The speedway followers of that time found other pursuits, but the sport and Australia's pursuit of speed refused to die. Speedway is no longer a mainstream sport in Australia, but the old Parramatta Speedway has for decades under various names been a popular rev-head haunt - in particular for fans of sprint cars.
Other dirt-track venues are dotted around the country, while motorcycle speedway will return to Etihad Stadium in Melbourne for the final round of the World Speedway Grand Prix in October. The field is scheduled to include Australia's 2012 world champion speedway rider Chris Holder.
Australia's fascination with speed, ranging from Formula 1, V8 Supercars and Bathurst, hot rods, billy cart races to the pursuit of world speed records continues.

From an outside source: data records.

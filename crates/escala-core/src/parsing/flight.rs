use crate::model::{FlightStrategy, FlightTotal};
use crate::parsing::duration::{parse_hhmm, parse_range};
use regex::{Match, Regex};
use std::sync::LazyLock;

// Flight designator: two-letter carrier code followed by the flight number ("AD4050", "AD 4050").
// PDF text often glues it to its neighbours ("01/08/2025AD4050VCP"), so no word boundaries.
static FLIGHT_CODE: LazyLock<Regex> = LazyLock::new(|| Regex::new(r"[A-Z]{2} ?\d+").unwrap());

static FLIGHT_TIME_LABEL: LazyLock<Regex> =
    LazyLock::new(|| Regex::new(r"(?i)Flight\s*Time:\s*(\d{1,2}:\d{2})").unwrap());

static BLANK_RUN: LazyLock<Regex> = LazyLock::new(|| Regex::new(r"\n[ \t]*\n").unwrap());

static TIME_RANGE: LazyLock<Regex> =
    LazyLock::new(|| Regex::new(r"\b\d{1,2}:\d{2} ?- ?\d{1,2}:\d{2}\b").unwrap());

/// Sum the flight time of a roster. Expects normalized text.
///
/// Strategies, first one with any hit wins:
/// 1. "Flight Time:" labels inside flight-code blocks
/// 2. "Flight Time:" labels anywhere
/// 3. `HH:MM - HH:MM` ranges following a flight code on the same line
///
/// Block scoping keeps a monthly summary section out of the total when the
/// per-flight labels are present.
pub fn aggregate_flight_time(text: &str) -> FlightTotal {
    let strategies: [(FlightStrategy, fn(&str) -> Vec<u32>); 3] = [
        (FlightStrategy::FlightCodeBlocks, block_label_minutes),
        (FlightStrategy::WholeDocument, labeled_minutes),
        (FlightStrategy::TimeRanges, range_minutes),
    ];

    for (strategy, collect) in strategies {
        let fragments = collect(text);
        if !fragments.is_empty() {
            let total = FlightTotal {
                minutes: fragments.iter().sum(),
                fragments: fragments.len(),
                strategy,
            };
            tracing::debug!(
                strategy = %strategy,
                fragments = total.fragments,
                minutes = total.minutes,
                "flight time aggregated"
            );
            return total;
        }
    }

    tracing::debug!("no flight time found");
    FlightTotal::default()
}

/// Flight codes in `text`. A code must not continue an uppercase word, so the
/// "EC 06" inside "REC 06:00" is not one.
fn flight_codes(text: &str) -> Vec<Match<'_>> {
    FLIGHT_CODE
        .find_iter(text)
        .filter(|m| {
            text[..m.start()]
                .chars()
                .next_back()
                .map_or(true, |c| !c.is_ascii_uppercase())
        })
        .collect()
}

/// Blocks start at a flight code and run to the next flight code, a blank
/// line, or the end of text, whichever comes first.
fn flight_blocks(text: &str) -> Vec<&str> {
    let anchors = flight_codes(text);
    anchors
        .iter()
        .enumerate()
        .map(|(i, anchor)| {
            let limit = anchors.get(i + 1).map_or(text.len(), |next| next.start());
            let end = BLANK_RUN
                .find(&text[anchor.end()..limit])
                .map_or(limit, |blank| anchor.end() + blank.start());
            &text[anchor.start()..end]
        })
        .collect()
}

fn labeled_minutes(text: &str) -> Vec<u32> {
    FLIGHT_TIME_LABEL
        .captures_iter(text)
        .filter_map(|caps| parse_hhmm(&caps[1]))
        .collect()
}

fn block_label_minutes(text: &str) -> Vec<u32> {
    flight_blocks(text)
        .into_iter()
        .flat_map(labeled_minutes)
        .collect()
}

fn range_minutes(text: &str) -> Vec<u32> {
    let mut out = Vec::new();
    for line in text.lines() {
        let anchors = flight_codes(line);
        for (i, anchor) in anchors.iter().enumerate() {
            let limit = anchors.get(i + 1).map_or(line.len(), |next| next.start());
            if let Some(minutes) = TIME_RANGE
                .find(&line[anchor.end()..limit])
                .and_then(|range| parse_range(range.as_str()))
            {
                out.push(minutes);
            }
        }
    }
    out
}
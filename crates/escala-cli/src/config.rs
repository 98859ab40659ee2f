use escala_core::error::EscalaError;
use serde::Deserialize;
use std::path::{Path, PathBuf};

pub const DEFAULT_PORT: u16 = 3333;

/// Settings for `escala serve`. Every field has a default, so a config file
/// only needs the keys it changes.
#[derive(Debug, Clone, Deserialize, PartialEq)]
#[serde(default, deny_unknown_fields)]
pub struct ServeConfig {
    pub host: String,
    pub port: u16,
    /// Directory served at `/` (index.html and assets).
    pub static_dir: Option<PathBuf>,
    pub filter_to_reference_month: bool,
    /// Largest accepted request body, both uploads together.
    pub max_upload_bytes: usize,
    /// Run pdftotext in `-layout` mode.
    pub layout: bool,
}

impl Default for ServeConfig {
    fn default() -> Self {
        ServeConfig {
            host: "0.0.0.0".to_string(),
            port: DEFAULT_PORT,
            static_dir: None,
            filter_to_reference_month: false,
            max_upload_bytes: 20 * 1024 * 1024,
            layout: false,
        }
    }
}

/// Command-line values that take precedence over the config file.
#[derive(Debug, Clone, Default)]
pub struct ServeOverrides {
    pub host: Option<String>,
    pub port: Option<u16>,
    pub static_dir: Option<PathBuf>,
    pub filter_to_reference_month: bool,
    pub max_upload_bytes: Option<usize>,
    pub layout: bool,
}

impl ServeConfig {
    /// Load from an optional TOML file, then apply overrides and validate.
    pub fn load(path: Option<&Path>, overrides: ServeOverrides) -> Result<Self, EscalaError> {
        let mut config = match path {
            Some(path) => Self::from_file(path)?,
            None => ServeConfig::default(),
        };
        config.apply(overrides);
        config.validate()?;
        Ok(config)
    }

    pub fn from_file(path: &Path) -> Result<Self, EscalaError> {
        let content = std::fs::read_to_string(path).map_err(|e| EscalaError::ConfigLoad {
            path: path.to_path_buf(),
            reason: e.to_string(),
        })?;
        toml::from_str(&content).map_err(|e| EscalaError::ConfigLoad {
            path: path.to_path_buf(),
            reason: e.to_string(),
        })
    }

    fn apply(&mut self, o: ServeOverrides) {
        if let Some(host) = o.host {
            self.host = host;
        }
        if let Some(port) = o.port {
            self.port = port;
        }
        if o.static_dir.is_some() {
            self.static_dir = o.static_dir;
        }
        if let Some(max) = o.max_upload_bytes {
            self.max_upload_bytes = max;
        }
        self.filter_to_reference_month |= o.filter_to_reference_month;
        self.layout |= o.layout;
    }

    pub fn validate(&self) -> Result<(), EscalaError> {
        if self.port == 0 {
            return Err(EscalaError::ConfigInvalid("port must not be 0".into()));
        }
        if self.max_upload_bytes == 0 {
            return Err(EscalaError::ConfigInvalid(
                "max_upload_bytes must be greater than 0".into(),
            ));
        }
        if let Some(dir) = &self.static_dir {
            if !dir.is_dir() {
                return Err(EscalaError::ConfigInvalid(format!(
                    "static_dir '{}' is not a directory",
                    dir.display()
                )));
            }
        }
        Ok(())
    }

    pub fn bind_addr(&self) -> String {
        format!("{}:{}", self.host, self.port)
    }
}
mod commands;
mod config;
mod output;
mod server;

use clap::{Parser, Subcommand, ValueEnum};
use std::path::PathBuf;
use tracing_subscriber::{layer::SubscriberExt, util::SubscriberInitExt};

#[derive(Parser)]
#[command(
    name = "escala",
    version,
    about = "Compare two crew roster (escala) PDFs day by day"
)]
struct Cli {
    #[command(subcommand)]
    command: Commands,

    /// Log level used when RUST_LOG is not set
    #[arg(long, global = true, default_value = "info")]
    log_level: String,

    /// Emit logs as JSON
    #[arg(long, global = true)]
    log_json: bool,
}

/// PDF text extraction backend.
#[derive(Debug, Clone, Copy, Default, ValueEnum)]
pub enum Backend {
    /// poppler's pdftotext (must be installed)
    #[default]
    Pdftotext,
    /// In-process pdf-extract
    #[cfg(feature = "pdf-extract")]
    PdfExtract,
}

#[derive(Subcommand)]
enum Commands {
    /// Extract one roster and print what was found
    Parse {
        /// Path to roster PDF
        input_file: PathBuf,

        /// Output format: table (default) or json
        #[arg(short, long, default_value = "table")]
        output: String,

        /// Write parsed output to a JSON file
        #[arg(short = 'O', long = "out", value_name = "FILE")]
        out: Option<PathBuf>,

        #[arg(long, value_enum, default_value_t = Backend::default())]
        backend: Backend,

        /// Run pdftotext in -layout mode
        #[arg(long)]
        layout: bool,
    },
    /// Compare two roster PDFs
    Compare {
        /// Left roster PDF
        left: PathBuf,

        /// Right roster PDF
        right: PathBuf,

        /// Output format: table (default) or json
        #[arg(short, long, default_value = "table")]
        output: String,

        /// Only show days in the reference month
        #[arg(long)]
        filter_month: bool,

        #[arg(long, value_enum, default_value_t = Backend::default())]
        backend: Backend,

        /// Run pdftotext in -layout mode
        #[arg(long)]
        layout: bool,
    },
    /// Serve the comparison endpoint over HTTP
    Serve {
        /// TOML config file
        #[arg(short, long, value_name = "FILE")]
        config: Option<PathBuf>,

        /// Bind host
        #[arg(long)]
        host: Option<String>,

        /// Bind port
        #[arg(short, long, env = "PORT")]
        port: Option<u16>,

        /// Directory served at / (index.html)
        #[arg(long, value_name = "DIR")]
        static_dir: Option<PathBuf>,

        /// Only return days in the reference month
        #[arg(long)]
        filter_month: bool,

        /// Maximum request body size in bytes
        #[arg(long)]
        max_upload_bytes: Option<usize>,

        #[arg(long, value_enum, default_value_t = Backend::default())]
        backend: Backend,

        /// Run pdftotext in -layout mode
        #[arg(long)]
        layout: bool,
    },
}

fn init_tracing(level: &str, json: bool) {
    let filter = tracing_subscriber::EnvFilter::try_from_default_env()
        .unwrap_or_else(|_| tracing_subscriber::EnvFilter::new(level));

    let registry = tracing_subscriber::registry().with(filter);
    // stderr keeps stdout clean for --output json
    if json {
        registry
            .with(tracing_subscriber::fmt::layer().json().with_writer(std::io::stderr))
            .init();
    } else {
        registry
            .with(tracing_subscriber::fmt::layer().with_writer(std::io::stderr))
            .init();
    }
}

fn main() {
    let cli = Cli::parse();
    init_tracing(&cli.log_level, cli.log_json);

    let result = match cli.command {
        Commands::Parse {
            input_file,
            output,
            out,
            backend,
            layout,
        } => commands::parse::run(input_file, &output, out, commands::extractor(backend, layout)),
        Commands::Compare {
            left,
            right,
            output,
            filter_month,
            backend,
            layout,
        } => commands::compare::run(
            left,
            right,
            &output,
            filter_month,
            commands::extractor(backend, layout),
        ),
        Commands::Serve {
            config,
            host,
            port,
            static_dir,
            filter_month,
            max_upload_bytes,
            backend,
            layout,
        } => commands::serve::run(
            config,
            config::ServeOverrides {
                host,
                port,
                static_dir,
                filter_to_reference_month: filter_month,
                max_upload_bytes,
                layout,
            },
            backend,
        ),
    };

    if let Err(e) = result {
        eprintln!("Error: {e}");
        std::process::exit(1);
    }
}
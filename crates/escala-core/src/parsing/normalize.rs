use regex::Regex;
use std::sync::LazyLock;

static HORIZONTAL_WS: LazyLock<Regex> = LazyLock::new(|| Regex::new(r"[ \t]+").unwrap());

/// Clean up PDF extraction artifacts before pattern matching.
///
/// Carriage returns are dropped, non-breaking spaces become spaces, dash
/// variants (en dash, em dash, non-breaking hyphen) become `-`, and runs of
/// spaces/tabs collapse to one space. Line breaks are preserved.
pub fn normalize_text(text: &str) -> String {
    let mapped: String = text
        .chars()
        .filter(|c| *c != '\r')
        .map(|c| match c {
            '\u{00A0}' => ' ',
            '\u{2013}' | '\u{2014}' | '\u{2011}' => '-',
            other => other,
        })
        .collect();

    HORIZONTAL_WS.replace_all(&mapped, " ").into_owned()
}

#[cfg(test)]
mod tests {
    use super::*;

    #[test]
    fn test_dashes_and_spaces() {
        let raw = "AD4050\u{00A0}\u{00A0}VCP \u{2013} REC\r\n06:00\u{2014}09:10\t\tx\u{2011}y";
        assert_eq!(normalize_text(raw), "AD4050 VCP - REC\n06:00-09:10 x-y");
    }

    #[test]
    fn test_keeps_blank_lines() {
        assert_eq!(normalize_text("a\n\n\nb"), "a\n\n\nb");
    }
}
use crate::error::EscalaError;
use crate::extraction::TextExtractor;
use std::io::Write;
use std::process::{Command, Output};

/// PDF extraction backend using pdftotext (from poppler-utils).
///
/// Runs in reading-order mode by default. `with_layout` switches to
/// `pdftotext -layout`, which keeps column alignment but indents lines.
#[derive(Debug, Default)]
pub struct PdftotextExtractor {
    layout: bool,
}

impl PdftotextExtractor {
    pub fn new() -> Self {
        PdftotextExtractor { layout: false }
    }

    pub fn with_layout(mut self, layout: bool) -> Self {
        self.layout = layout;
        self
    }

    /// Check if pdftotext is available on the system.
    pub fn is_available() -> bool {
        Command::new("pdftotext")
            .arg("-v")
            .output()
            .map(|o| o.status.success() || !o.stderr.is_empty())
            .unwrap_or(false)
    }
}

impl TextExtractor for PdftotextExtractor {
    fn extract_text(&self, pdf_bytes: &[u8]) -> Result<String, EscalaError> {
        // pdftotext needs a real file to read from
        let mut tmpfile =
            tempfile::NamedTempFile::new().map_err(|e| EscalaError::Extraction(e.to_string()))?;
        tmpfile
            .write_all(pdf_bytes)
            .map_err(|e| EscalaError::Extraction(e.to_string()))?;

        let mut cmd = Command::new("pdftotext");
        if self.layout {
            cmd.arg("-layout");
        }
        cmd.arg("-enc").arg("UTF-8");
        cmd.arg(tmpfile.path()).arg("-"); // output to stdout

        let output = cmd.output().map_err(|e| {
            if e.kind() == std::io::ErrorKind::NotFound {
                EscalaError::PdftotextNotFound
            } else {
                EscalaError::Extraction(format!("pdftotext failed: {}", e))
            }
        })?;

        decode_output(output)
    }

    fn backend_name(&self) -> &str {
        "pdftotext"
    }
}

fn decode_output(output: Output) -> Result<String, EscalaError> {
    if !output.status.success() {
        let code = output.status.code().unwrap_or(-1);
        let stderr = String::from_utf8_lossy(&output.stderr).to_string();
        return Err(EscalaError::PdftotextFailed { code, stderr });
    }

    let text = String::from_utf8_lossy(&output.stdout);
    Ok(join_pages(&text))
}

/// pdftotext separates pages with a form feed. Page breaks become line
/// breaks so a day block that spans two pages stays in one piece.
fn join_pages(text: &str) -> String {
    text.split('\x0c')
        .filter(|page| !page.trim().is_empty())
        .collect::<Vec<_>>()
        .join("\n")
}
pub mod json;
pub mod table;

As a 60s child, one can never forget how British driver Donald Campbell's quest for the water and land world speed records in the Bluebird enraptured Australia, in particular during his successful pursuit of the land speed record on Lake Eyre in South Australia in 1964. Campbell's campaign was almost as big as The Beatles' visit to Adelaide the same year.
A Bluebird replica model car was pride of place in the bedrooms of so many Australian kids, and I never got over the fact that one of my cousins stole mine during a sleepover.
Campbell, like Garlick, was killed while pushing the boundaries; he died in 1967 on Coniston Water, Cumbria, England, when the Bluebird flipped and crashed at a speed of more than 300 mph. His body wasn't recovered for another 34 years.
Campbell's grave in Cumbria is impressive. But the best tribute to those prepared to risk all in their fixation to push the boundaries remains Garlick's. His monument is well worth a visit. A salute to speed.